## Assignment
Print the line containing "an authorization URL." and each line after it to the end of the material below. Print nothing else.

## Source material
::::

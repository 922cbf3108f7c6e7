//! User identity and provider connection types.

use chrono::{DateTime, Utc};
use serde::{Deserialize, Serialize};

/// Profile data captured when a user first binds a provider entity.
#[derive(Debug, Clone, Default, PartialEq, Eq, Serialize, Deserialize)]
#[serde(rename_all = "camelCase")]
pub struct UserProfile {
    #[serde(default, skip_serializing_if = "Option::is_none")]
    pub name: Option<String>,
    #[serde(default, skip_serializing_if = "Option::is_none")]
    pub email: Option<String>,
}

/// Lifecycle state of a provider connection. Connections are never
/// hard-deleted; revocation flips the status.
#[derive(Debug, Clone, Copy, PartialEq, Eq, Serialize, Deserialize)]
#[serde(rename_all = "lowercase")]
pub enum ConnectionStatus {
    Active,
    Revoked,
}

impl ConnectionStatus {
    pub fn as_str(self) -> &'static str {
        match self {
            Self::Active => "active",
            Self::Revoked => "revoked",
        }
    }
}

impl std::str::FromStr for ConnectionStatus {
    type Err = String;

    fn from_str(s: &str) -> Result<Self, Self::Err> {
        match s {
            "active" => Ok(Self::Active),
            "revoked" => Ok(Self::Revoked),
            other => Err(format!("unknown connection status: {other}")),
        }
    }
}

/// Binding between an application user and an external provider entity.
///
/// At most one row per `(user_id, app_name)`; rebinding upserts.
#[derive(Debug, Clone, PartialEq, Serialize, Deserialize)]
#[serde(rename_all = "camelCase")]
pub struct ConnectionRecord {
    pub user_id: String,
    pub entity_id: String,
    pub app_name: String,
    pub status: ConnectionStatus,
    #[serde(default)]
    pub metadata: serde_json::Value,
    pub created_at: DateTime<Utc>,
    pub updated_at: DateTime<Utc>,
}

/// Result of asking the provider for an authorization URL.
#[derive(Debug, Clone, PartialEq, Eq, Serialize, Deserialize)]
#[serde(rename_all = "camelCase")]
pub struct AuthorizationRequest {
    pub redirect_url: String,
    pub connection_id: String,
}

::::

## Solution to this exercise
/// Result of asking the provider for an authorization URL.
#[derive(Debug, Clone, PartialEq, Eq, Serialize, Deserialize)]
#[serde(rename_all = "camelCase")]
pub struct AuthorizationRequest {
    pub redirect_url: String,
    pub connection_id: String,
}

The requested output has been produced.